How to see the output after training

aasrith9988 commented 3 years ago

I have successfully trained the model with consep dataset and it showed me the accuracy and other stuff while running , but i am not understanding how to get the output and prediction after training , and when i run the python script run_infer.py, i am not able to see anything , instead its giving me options and not showing anything

simongraham commented 3 years ago

Hi @aasrith9988 ,

If you are only seeing the options, then I suspect that you are not inputting the command line arguments correctly. Please can you send a screenshot of the terminal output, where we can see what you type in to the command line and also the corresponding output.

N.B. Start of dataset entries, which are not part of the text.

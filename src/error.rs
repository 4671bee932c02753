//! Spawn errors.

use thiserror::Error;

/// Why a spawn request was rejected. A rejected spawn registers nothing.
#[derive(Debug, Clone, PartialEq, Error)]
pub enum SpawnError {
    #[error("{name} must be a positive finite number, got {value}")]
    InvalidDimension { name: &'static str, value: f32 },

    #[error("spawn position must be finite")]
    NonFinitePosition,

    #[error("entity limit of {limit} reached")]
    CapacityReached { limit: usize },
}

proever commented 3 years ago

I ran into this as well, the trick was to add the argument tile or wsi after specifying the general script options (like --model_mode, etc) and before specifying the tile or WSI processing options (like --input_dir).

vqdang commented 3 years ago

I will leave this here in case you still have trouble running inference. There are 2 samples running script using all cmd arguments for each running mode (tile or wsi)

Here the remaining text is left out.